What needs to be done ::
Give only the number of lines in the records that include the string "FunctionFilter".

Stored data entries ::

++++++++++

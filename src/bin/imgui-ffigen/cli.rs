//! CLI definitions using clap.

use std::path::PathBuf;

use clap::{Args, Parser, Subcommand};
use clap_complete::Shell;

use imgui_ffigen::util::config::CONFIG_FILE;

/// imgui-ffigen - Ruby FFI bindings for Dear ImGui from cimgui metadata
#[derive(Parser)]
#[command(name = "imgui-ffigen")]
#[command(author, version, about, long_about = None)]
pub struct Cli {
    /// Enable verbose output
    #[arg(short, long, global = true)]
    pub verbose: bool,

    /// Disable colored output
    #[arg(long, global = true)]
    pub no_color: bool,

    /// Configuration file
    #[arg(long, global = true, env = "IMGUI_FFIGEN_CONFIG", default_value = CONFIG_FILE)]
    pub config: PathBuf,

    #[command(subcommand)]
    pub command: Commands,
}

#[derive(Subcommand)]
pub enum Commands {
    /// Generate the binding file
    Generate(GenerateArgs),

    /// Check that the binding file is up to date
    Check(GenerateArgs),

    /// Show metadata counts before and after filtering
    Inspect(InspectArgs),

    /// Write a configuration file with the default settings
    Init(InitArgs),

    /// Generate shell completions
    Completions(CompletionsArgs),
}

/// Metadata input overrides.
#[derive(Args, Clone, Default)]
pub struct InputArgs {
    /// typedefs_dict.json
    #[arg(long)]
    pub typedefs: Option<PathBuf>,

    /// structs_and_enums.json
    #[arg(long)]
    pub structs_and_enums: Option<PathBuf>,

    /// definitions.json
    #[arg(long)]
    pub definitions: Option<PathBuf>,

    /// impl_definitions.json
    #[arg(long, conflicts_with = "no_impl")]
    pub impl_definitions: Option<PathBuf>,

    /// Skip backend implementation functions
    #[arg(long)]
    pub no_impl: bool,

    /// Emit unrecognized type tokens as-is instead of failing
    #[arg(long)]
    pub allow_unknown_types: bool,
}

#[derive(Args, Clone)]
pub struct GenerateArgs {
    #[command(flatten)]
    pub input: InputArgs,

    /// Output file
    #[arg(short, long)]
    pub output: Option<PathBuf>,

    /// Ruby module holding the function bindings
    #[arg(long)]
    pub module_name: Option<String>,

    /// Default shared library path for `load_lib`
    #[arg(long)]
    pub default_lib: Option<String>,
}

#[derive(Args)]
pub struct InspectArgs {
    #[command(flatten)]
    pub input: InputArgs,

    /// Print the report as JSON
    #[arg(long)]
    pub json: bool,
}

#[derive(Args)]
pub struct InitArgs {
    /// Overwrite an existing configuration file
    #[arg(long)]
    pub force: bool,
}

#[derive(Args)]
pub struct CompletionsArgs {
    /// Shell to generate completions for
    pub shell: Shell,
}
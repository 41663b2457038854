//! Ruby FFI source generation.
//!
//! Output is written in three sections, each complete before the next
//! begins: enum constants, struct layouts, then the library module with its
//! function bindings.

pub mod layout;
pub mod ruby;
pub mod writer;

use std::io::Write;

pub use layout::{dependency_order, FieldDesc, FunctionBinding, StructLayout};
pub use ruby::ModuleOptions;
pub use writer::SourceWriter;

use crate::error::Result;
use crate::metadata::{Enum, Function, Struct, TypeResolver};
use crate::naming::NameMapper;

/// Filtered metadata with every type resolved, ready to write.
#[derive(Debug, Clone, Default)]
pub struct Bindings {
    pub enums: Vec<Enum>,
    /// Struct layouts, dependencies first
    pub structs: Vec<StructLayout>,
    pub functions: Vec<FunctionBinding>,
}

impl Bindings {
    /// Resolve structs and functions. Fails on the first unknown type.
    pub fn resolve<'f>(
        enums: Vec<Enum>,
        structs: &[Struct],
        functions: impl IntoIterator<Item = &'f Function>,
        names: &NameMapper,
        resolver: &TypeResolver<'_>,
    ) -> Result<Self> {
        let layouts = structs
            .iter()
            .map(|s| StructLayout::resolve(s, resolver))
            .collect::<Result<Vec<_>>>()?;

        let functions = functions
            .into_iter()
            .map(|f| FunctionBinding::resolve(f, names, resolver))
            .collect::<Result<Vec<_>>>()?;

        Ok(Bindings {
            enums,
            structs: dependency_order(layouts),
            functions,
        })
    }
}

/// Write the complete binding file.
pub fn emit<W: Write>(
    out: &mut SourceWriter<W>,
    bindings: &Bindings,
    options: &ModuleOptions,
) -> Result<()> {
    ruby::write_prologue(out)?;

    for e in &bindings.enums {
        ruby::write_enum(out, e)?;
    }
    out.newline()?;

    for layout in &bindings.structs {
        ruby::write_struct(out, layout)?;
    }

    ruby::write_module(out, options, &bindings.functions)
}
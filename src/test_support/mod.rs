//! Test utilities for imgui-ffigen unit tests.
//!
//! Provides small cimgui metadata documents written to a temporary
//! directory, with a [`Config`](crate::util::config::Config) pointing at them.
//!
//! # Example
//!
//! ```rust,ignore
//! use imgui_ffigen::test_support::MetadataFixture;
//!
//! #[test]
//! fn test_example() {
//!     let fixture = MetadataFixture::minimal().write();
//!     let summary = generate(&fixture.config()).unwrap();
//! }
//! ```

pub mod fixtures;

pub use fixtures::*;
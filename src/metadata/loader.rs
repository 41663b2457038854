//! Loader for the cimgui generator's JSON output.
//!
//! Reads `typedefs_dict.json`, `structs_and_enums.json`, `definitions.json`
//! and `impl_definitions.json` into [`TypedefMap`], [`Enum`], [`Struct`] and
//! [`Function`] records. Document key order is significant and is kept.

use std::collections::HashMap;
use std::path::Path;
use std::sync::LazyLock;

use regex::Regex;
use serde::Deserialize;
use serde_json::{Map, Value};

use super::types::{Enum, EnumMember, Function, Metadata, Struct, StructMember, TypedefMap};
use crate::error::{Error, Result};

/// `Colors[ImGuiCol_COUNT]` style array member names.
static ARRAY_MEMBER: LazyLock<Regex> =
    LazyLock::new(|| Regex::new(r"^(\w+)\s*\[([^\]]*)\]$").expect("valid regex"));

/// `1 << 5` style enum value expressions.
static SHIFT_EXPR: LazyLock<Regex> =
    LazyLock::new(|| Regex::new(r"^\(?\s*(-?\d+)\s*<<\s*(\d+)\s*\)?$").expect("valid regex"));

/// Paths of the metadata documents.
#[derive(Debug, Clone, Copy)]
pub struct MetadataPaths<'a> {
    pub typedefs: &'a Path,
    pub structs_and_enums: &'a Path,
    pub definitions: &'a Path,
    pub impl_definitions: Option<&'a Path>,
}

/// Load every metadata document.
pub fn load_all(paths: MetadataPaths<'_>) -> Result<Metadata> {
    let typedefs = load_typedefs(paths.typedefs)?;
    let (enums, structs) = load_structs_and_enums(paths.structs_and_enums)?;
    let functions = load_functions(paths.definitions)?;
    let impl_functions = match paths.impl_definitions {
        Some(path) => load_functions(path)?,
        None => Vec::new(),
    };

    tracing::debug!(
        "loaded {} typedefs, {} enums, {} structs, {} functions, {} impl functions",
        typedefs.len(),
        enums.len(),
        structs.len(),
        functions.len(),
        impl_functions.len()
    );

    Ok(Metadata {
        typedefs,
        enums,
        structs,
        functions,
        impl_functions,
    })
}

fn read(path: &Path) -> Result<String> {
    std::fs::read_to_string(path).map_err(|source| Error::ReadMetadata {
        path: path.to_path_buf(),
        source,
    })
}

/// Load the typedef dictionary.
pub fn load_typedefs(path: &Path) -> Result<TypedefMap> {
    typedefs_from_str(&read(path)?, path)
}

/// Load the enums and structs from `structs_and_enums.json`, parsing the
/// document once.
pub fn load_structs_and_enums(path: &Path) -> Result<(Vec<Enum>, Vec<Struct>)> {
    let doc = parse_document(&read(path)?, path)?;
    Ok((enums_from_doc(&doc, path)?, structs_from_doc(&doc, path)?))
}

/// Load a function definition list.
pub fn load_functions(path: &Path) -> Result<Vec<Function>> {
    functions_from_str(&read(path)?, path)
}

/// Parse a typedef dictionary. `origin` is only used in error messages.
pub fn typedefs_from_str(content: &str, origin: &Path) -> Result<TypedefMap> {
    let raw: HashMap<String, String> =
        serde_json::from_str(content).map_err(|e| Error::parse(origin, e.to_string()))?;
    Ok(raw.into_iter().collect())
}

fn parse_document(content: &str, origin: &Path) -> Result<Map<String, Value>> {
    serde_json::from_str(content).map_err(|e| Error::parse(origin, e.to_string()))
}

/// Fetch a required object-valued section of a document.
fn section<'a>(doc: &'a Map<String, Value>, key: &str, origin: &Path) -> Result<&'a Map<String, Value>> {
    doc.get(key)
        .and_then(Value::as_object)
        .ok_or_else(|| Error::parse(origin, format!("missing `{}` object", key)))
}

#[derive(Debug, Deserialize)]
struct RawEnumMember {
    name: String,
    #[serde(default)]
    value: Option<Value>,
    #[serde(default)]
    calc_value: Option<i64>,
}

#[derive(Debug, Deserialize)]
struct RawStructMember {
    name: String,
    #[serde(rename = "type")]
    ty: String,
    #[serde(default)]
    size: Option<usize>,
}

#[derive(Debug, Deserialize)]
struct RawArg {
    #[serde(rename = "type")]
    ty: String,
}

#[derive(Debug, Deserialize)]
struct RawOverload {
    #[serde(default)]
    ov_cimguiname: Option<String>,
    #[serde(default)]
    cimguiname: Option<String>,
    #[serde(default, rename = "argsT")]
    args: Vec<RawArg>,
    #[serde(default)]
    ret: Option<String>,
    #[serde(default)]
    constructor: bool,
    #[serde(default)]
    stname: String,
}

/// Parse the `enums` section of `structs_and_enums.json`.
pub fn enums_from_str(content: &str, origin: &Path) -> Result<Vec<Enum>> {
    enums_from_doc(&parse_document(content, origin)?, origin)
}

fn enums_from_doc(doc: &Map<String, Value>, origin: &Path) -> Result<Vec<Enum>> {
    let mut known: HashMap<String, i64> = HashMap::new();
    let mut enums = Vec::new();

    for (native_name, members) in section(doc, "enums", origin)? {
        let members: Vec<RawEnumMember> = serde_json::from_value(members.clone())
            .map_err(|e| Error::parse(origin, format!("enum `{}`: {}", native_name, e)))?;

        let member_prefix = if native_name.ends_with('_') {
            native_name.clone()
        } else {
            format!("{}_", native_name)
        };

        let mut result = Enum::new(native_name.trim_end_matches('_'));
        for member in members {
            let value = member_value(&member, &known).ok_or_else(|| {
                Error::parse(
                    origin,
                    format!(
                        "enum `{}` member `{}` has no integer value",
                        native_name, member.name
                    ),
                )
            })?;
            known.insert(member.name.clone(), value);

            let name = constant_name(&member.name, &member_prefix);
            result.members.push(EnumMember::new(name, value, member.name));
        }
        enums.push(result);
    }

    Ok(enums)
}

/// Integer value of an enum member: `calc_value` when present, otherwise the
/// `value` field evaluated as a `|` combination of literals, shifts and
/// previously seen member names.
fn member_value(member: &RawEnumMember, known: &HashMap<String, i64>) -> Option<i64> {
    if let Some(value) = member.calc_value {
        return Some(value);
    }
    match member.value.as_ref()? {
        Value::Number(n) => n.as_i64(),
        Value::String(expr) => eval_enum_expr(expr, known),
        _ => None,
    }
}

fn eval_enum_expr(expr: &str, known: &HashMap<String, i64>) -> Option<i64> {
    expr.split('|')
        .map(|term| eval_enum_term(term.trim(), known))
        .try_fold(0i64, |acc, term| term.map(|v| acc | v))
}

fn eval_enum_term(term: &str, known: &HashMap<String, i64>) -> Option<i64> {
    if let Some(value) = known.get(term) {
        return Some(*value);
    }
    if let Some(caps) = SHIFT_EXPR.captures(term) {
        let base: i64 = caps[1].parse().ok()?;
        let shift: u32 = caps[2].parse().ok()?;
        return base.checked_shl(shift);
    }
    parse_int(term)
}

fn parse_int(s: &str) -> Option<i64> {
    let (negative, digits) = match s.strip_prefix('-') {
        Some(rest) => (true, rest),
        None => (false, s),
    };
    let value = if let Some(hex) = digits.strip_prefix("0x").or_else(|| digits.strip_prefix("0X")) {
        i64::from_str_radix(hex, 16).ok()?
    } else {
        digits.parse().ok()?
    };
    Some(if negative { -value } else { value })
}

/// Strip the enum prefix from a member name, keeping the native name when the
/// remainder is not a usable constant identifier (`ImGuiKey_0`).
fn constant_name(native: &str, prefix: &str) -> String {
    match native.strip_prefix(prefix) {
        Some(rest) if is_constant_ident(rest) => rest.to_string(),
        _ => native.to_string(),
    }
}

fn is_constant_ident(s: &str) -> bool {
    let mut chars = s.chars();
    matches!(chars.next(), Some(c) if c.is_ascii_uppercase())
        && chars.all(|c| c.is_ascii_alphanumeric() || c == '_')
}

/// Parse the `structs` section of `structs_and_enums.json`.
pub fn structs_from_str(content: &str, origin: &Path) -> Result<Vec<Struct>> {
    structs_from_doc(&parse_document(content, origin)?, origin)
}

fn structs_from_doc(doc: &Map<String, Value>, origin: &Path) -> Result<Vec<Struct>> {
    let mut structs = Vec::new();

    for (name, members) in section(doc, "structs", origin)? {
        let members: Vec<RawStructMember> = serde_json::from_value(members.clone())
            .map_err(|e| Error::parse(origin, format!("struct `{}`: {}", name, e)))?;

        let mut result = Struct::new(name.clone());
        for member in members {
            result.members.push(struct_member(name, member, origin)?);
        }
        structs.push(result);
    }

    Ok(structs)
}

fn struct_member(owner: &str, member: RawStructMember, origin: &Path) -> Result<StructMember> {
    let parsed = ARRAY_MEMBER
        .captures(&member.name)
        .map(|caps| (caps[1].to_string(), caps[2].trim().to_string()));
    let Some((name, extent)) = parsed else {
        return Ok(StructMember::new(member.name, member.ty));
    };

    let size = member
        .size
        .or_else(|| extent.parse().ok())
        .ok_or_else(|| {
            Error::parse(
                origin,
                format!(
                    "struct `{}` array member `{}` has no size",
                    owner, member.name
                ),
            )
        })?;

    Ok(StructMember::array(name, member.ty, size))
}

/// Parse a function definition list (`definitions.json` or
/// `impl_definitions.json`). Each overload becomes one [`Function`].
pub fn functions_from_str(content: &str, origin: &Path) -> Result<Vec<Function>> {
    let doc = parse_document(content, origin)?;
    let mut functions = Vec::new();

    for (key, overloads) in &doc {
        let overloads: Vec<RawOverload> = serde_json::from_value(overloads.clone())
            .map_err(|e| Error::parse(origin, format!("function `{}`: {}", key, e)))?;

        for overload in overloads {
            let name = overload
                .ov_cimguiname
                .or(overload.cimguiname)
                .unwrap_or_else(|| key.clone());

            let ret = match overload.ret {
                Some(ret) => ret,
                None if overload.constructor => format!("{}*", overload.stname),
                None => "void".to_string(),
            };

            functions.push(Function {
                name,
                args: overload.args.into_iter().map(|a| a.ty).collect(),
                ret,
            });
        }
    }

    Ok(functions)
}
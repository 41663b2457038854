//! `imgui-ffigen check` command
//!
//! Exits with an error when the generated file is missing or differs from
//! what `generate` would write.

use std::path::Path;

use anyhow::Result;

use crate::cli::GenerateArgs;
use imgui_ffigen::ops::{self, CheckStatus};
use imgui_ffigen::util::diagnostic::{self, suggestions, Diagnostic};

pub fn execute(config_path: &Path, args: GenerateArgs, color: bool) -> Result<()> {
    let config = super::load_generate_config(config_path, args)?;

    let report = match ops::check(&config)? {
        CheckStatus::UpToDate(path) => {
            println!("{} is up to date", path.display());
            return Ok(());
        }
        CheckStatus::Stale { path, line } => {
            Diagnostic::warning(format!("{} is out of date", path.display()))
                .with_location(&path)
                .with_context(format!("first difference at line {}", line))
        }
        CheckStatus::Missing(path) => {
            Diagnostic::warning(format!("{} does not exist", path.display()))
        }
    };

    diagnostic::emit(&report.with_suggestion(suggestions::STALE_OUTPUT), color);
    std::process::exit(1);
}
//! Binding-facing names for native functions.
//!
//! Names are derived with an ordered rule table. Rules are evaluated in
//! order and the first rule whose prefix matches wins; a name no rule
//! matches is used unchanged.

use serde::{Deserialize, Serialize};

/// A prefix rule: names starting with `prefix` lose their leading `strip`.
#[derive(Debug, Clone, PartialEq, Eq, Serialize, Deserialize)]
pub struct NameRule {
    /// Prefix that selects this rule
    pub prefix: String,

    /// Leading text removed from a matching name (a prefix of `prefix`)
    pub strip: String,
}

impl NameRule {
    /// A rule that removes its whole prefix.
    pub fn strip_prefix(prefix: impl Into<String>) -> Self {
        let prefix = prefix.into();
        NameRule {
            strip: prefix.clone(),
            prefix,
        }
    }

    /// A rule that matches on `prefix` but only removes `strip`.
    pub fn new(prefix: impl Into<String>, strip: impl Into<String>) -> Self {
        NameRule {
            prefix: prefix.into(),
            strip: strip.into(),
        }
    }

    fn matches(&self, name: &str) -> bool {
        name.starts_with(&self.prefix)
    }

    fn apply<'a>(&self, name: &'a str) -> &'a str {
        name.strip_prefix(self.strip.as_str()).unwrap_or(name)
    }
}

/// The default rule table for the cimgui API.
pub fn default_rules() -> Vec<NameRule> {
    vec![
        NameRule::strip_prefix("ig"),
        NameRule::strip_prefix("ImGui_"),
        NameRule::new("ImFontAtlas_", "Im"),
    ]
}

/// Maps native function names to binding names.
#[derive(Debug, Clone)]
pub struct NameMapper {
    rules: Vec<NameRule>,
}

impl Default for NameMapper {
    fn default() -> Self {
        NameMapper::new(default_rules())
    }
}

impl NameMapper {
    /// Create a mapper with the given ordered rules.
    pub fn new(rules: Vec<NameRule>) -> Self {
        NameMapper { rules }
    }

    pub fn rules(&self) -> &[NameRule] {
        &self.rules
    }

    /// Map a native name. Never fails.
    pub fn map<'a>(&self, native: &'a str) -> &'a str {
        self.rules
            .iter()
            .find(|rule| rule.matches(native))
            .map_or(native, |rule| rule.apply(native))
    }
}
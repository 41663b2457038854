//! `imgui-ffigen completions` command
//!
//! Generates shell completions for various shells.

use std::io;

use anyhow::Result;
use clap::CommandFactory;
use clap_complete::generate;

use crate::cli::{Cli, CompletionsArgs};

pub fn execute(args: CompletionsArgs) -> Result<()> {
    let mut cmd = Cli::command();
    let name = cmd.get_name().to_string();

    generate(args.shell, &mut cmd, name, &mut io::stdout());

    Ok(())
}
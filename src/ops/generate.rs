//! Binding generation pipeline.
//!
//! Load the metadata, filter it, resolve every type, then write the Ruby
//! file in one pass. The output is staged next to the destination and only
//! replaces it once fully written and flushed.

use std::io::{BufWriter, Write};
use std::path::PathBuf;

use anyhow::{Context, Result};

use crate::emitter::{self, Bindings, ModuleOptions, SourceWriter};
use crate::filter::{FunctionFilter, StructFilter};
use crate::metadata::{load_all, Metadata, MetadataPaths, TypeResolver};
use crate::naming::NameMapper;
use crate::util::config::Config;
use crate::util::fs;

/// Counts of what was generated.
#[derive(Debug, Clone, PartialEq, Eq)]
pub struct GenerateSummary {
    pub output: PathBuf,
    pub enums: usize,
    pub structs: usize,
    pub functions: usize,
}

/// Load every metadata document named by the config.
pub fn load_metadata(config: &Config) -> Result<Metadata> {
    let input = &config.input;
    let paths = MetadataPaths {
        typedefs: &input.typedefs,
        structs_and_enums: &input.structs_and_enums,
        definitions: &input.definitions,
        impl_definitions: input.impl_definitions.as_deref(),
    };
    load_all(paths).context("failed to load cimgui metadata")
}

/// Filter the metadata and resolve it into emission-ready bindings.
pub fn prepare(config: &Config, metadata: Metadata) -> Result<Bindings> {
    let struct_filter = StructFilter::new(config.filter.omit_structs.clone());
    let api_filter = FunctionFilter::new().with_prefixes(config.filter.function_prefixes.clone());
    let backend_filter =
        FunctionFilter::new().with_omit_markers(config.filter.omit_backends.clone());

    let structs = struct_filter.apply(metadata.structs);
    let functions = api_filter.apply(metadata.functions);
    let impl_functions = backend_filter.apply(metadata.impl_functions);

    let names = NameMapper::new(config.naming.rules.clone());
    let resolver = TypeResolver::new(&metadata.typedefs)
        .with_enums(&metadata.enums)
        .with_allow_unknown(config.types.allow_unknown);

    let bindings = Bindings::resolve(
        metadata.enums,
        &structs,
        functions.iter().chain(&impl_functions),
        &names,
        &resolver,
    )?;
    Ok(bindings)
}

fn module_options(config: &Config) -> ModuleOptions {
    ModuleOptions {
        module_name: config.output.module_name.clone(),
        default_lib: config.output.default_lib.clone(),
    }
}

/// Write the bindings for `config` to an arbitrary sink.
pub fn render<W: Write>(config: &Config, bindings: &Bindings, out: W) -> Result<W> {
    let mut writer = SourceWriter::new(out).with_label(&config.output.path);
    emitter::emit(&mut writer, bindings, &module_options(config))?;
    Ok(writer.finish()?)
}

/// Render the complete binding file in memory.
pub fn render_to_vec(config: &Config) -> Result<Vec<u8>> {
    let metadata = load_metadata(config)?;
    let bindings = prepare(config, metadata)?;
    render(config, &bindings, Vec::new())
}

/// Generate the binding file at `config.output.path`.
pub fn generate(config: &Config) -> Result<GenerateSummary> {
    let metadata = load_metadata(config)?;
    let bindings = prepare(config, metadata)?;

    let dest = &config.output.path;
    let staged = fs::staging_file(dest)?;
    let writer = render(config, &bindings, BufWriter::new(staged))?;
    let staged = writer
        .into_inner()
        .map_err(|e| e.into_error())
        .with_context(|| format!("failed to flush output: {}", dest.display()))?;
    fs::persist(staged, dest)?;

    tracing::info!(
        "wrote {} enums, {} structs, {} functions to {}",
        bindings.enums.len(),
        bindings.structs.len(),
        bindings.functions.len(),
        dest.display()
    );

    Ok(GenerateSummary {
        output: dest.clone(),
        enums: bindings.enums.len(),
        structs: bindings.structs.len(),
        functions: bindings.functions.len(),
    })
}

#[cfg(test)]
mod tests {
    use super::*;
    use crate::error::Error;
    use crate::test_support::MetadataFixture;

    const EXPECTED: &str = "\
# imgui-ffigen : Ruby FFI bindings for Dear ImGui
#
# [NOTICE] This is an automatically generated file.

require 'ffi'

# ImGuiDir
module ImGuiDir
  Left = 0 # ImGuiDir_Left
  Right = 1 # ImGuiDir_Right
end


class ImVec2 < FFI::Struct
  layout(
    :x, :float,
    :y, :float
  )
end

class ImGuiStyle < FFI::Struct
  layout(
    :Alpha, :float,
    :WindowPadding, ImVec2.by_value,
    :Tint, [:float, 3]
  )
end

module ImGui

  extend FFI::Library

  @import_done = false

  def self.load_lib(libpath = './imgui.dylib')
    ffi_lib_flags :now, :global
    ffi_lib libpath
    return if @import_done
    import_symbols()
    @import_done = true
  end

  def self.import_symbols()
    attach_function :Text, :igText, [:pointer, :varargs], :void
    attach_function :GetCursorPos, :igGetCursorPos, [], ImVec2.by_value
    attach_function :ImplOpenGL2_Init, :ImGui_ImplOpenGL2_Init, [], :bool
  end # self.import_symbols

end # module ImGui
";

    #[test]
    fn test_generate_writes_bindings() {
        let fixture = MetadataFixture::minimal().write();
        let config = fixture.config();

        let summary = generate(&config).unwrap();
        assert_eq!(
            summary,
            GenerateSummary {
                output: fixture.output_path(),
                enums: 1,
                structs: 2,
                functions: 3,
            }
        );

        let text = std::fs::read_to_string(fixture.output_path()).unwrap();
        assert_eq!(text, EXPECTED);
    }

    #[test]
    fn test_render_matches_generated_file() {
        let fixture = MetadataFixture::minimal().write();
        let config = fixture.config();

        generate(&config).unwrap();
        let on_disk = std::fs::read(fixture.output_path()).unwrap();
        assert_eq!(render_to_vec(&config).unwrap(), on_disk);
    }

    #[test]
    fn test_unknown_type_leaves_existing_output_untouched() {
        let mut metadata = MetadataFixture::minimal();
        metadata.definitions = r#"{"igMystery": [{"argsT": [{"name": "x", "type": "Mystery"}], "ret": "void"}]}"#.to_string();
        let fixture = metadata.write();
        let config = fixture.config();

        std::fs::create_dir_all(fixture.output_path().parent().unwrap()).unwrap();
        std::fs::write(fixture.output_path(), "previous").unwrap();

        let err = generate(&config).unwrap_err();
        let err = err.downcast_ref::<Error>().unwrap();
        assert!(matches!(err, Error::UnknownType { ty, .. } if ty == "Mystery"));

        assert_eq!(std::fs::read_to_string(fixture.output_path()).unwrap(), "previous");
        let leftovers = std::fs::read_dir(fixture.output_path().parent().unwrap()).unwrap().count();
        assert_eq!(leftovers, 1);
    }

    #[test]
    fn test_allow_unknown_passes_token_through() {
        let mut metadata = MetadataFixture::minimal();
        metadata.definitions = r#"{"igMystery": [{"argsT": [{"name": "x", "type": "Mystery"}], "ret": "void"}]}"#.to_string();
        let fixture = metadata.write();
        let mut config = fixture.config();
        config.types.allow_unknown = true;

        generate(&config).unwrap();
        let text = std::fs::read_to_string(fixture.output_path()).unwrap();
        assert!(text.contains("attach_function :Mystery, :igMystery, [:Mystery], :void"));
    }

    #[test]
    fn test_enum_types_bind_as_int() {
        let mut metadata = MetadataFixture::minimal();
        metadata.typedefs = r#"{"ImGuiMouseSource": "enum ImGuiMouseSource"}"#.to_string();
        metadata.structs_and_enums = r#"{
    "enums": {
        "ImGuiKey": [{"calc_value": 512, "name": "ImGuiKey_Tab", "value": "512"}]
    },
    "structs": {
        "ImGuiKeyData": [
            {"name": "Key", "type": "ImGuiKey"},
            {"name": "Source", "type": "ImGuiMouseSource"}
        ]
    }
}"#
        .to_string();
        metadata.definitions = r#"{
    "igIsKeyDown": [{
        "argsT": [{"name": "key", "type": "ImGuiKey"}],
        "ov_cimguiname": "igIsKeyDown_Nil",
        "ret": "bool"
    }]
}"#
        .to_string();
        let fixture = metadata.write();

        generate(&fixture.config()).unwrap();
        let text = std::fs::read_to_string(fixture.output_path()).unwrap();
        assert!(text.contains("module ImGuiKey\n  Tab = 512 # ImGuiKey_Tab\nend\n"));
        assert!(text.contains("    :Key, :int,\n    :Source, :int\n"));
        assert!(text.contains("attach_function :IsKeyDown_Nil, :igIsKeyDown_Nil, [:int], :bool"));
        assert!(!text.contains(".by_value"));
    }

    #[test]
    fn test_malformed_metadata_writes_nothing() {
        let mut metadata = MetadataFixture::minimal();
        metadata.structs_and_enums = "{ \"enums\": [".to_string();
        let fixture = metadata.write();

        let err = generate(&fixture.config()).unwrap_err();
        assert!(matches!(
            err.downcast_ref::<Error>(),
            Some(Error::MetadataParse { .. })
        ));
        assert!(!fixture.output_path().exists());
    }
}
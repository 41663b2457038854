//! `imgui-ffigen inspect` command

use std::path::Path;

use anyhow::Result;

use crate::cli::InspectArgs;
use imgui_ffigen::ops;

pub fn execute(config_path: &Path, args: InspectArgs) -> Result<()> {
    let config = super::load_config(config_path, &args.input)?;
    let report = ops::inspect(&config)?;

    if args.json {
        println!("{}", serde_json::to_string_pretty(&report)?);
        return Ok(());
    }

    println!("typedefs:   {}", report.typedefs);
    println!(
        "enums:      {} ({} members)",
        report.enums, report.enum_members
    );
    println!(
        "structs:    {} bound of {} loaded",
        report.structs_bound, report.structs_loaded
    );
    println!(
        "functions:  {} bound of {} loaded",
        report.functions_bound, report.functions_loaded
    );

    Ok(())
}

++++++++++

Answer below ::
3